TASK TO CARRY OUT => Search the data for the word "proto" and copy every line where it occurs.

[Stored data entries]

───

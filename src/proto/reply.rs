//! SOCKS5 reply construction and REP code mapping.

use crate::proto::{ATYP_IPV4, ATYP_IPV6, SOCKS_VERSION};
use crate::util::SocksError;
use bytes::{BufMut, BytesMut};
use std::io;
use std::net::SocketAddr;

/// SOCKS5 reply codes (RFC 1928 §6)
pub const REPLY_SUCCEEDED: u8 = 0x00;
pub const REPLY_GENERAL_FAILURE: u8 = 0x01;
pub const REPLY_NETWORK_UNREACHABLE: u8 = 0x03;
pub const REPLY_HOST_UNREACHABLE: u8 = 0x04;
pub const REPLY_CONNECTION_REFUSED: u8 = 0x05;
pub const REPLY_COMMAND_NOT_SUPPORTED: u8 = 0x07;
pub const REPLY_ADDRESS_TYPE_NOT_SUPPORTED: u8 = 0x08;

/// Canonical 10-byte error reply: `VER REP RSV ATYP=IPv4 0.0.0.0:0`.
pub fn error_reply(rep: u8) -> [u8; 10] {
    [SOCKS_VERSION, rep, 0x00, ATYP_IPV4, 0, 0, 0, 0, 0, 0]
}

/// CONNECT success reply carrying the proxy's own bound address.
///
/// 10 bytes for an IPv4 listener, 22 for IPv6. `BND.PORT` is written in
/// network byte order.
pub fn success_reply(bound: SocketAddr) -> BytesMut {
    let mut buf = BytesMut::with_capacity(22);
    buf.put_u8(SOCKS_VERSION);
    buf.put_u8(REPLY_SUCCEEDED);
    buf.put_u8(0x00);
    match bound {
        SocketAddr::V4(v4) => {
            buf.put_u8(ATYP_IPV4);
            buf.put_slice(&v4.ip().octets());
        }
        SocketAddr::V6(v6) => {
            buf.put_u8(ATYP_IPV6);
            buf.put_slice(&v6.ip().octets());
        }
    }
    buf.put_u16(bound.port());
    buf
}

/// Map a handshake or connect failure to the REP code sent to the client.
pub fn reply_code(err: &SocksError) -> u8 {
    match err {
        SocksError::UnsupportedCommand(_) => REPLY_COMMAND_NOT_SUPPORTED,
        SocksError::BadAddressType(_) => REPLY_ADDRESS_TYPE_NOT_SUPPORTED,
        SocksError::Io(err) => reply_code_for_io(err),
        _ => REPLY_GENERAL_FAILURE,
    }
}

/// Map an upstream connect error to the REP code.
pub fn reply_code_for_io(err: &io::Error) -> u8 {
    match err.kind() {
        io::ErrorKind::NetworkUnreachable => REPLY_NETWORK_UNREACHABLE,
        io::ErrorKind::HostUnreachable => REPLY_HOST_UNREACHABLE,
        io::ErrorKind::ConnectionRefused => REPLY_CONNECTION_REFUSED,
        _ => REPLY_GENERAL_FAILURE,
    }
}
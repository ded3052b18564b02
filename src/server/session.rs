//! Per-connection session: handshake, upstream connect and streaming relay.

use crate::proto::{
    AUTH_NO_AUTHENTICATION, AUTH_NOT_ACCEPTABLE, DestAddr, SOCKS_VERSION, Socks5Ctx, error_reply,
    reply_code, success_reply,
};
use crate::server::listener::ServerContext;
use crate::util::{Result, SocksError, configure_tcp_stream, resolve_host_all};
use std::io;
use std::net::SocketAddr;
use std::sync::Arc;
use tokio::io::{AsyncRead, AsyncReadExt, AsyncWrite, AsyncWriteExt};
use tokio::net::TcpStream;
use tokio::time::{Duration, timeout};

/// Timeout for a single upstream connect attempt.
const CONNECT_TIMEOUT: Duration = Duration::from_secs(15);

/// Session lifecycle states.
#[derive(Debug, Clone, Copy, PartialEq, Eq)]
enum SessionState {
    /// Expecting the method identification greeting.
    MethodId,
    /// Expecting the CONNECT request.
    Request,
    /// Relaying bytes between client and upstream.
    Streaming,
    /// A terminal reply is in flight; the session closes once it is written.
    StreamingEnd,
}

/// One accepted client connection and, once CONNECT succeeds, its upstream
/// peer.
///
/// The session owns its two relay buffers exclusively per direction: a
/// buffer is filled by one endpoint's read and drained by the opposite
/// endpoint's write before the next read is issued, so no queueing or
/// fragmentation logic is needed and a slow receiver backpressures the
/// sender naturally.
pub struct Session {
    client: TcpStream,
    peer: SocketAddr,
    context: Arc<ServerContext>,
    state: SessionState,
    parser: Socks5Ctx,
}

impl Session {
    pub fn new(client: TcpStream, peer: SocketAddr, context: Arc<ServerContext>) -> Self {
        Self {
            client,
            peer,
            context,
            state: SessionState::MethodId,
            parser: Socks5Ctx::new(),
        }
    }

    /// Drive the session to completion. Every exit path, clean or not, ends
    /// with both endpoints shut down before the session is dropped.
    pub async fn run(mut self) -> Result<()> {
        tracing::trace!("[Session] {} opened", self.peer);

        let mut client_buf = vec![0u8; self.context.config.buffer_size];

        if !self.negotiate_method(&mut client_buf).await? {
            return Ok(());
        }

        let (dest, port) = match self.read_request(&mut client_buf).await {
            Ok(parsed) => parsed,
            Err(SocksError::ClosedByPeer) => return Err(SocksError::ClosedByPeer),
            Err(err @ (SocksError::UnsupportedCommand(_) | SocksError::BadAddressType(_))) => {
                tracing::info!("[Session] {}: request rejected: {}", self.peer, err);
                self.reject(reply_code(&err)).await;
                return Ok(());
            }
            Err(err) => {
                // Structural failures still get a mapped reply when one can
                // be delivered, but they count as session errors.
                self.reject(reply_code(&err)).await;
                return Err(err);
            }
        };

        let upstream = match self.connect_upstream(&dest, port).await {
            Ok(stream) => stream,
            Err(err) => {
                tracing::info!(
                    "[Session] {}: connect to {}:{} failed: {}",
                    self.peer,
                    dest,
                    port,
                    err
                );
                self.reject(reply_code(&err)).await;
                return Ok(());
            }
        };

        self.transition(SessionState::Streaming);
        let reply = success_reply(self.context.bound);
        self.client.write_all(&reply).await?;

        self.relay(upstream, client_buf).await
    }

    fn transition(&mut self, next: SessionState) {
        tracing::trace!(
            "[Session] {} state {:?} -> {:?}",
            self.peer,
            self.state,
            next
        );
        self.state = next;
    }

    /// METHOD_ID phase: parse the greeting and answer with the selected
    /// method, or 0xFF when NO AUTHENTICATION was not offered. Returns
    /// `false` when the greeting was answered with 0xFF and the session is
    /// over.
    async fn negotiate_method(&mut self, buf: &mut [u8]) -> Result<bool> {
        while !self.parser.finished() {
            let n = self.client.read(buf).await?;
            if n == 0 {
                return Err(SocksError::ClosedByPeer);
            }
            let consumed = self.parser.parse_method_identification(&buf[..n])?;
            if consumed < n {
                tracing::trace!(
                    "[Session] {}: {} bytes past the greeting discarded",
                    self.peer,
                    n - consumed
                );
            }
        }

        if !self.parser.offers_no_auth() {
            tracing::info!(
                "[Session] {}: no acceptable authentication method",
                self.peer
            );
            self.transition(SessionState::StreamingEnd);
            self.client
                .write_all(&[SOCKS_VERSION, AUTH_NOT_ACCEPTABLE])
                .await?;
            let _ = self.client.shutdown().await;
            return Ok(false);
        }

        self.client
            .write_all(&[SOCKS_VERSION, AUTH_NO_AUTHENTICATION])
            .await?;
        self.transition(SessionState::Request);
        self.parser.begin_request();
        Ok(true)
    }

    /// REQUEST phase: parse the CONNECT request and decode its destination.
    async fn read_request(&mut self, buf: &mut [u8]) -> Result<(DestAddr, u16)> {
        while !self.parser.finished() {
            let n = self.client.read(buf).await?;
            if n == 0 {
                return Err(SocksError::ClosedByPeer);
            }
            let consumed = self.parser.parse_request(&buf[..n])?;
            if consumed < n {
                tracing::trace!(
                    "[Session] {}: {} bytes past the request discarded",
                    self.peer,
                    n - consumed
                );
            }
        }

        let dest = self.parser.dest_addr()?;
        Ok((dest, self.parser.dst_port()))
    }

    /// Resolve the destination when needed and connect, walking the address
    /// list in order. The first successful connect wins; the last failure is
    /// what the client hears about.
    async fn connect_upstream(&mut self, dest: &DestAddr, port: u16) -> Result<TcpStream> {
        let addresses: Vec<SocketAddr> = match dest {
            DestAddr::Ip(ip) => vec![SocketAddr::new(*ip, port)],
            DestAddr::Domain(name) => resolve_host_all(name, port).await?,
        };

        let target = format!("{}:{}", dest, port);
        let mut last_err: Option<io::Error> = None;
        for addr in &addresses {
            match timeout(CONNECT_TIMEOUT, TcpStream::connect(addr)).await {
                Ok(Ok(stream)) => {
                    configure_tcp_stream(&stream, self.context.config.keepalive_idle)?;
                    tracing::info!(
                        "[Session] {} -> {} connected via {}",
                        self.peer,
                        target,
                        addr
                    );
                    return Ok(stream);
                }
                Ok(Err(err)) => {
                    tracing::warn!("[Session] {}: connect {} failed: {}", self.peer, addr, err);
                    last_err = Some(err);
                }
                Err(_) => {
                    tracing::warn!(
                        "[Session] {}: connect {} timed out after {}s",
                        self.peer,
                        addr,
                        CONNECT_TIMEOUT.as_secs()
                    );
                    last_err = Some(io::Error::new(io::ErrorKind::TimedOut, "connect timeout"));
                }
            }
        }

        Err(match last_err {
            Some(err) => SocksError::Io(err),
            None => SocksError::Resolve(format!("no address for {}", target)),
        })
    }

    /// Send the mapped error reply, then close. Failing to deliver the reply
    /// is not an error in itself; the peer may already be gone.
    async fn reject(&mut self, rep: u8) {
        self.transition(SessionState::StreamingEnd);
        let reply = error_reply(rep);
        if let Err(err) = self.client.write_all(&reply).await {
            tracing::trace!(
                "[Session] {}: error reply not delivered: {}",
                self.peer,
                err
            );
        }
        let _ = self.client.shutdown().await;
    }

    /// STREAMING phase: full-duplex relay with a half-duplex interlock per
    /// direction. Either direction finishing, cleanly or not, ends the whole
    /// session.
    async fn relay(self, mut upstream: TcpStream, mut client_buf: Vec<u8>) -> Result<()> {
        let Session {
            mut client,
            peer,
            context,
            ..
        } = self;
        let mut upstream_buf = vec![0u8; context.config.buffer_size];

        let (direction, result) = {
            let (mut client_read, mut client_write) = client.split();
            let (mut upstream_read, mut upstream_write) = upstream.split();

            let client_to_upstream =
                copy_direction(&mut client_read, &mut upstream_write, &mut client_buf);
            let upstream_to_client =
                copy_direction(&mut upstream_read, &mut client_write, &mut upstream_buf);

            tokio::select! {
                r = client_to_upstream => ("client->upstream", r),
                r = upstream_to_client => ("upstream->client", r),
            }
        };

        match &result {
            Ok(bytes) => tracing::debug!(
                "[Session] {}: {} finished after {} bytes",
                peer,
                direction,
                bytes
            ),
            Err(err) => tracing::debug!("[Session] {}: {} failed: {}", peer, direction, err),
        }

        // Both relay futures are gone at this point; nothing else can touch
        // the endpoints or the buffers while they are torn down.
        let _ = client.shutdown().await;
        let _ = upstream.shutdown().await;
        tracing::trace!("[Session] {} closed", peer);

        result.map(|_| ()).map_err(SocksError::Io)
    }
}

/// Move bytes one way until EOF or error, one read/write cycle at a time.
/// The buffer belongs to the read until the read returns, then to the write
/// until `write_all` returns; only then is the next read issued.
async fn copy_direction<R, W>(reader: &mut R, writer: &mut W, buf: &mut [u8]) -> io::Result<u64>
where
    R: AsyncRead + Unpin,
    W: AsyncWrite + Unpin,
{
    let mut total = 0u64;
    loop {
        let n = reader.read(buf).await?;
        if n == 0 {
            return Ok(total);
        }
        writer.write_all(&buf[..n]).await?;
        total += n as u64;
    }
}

───

ANSWER FOR THIS EXERCISE =>
filename src/proto/reply.rs
use crate::proto::{ATYP_IPV4, ATYP_IPV6, SOCKS_VERSION};
use crate::proto::{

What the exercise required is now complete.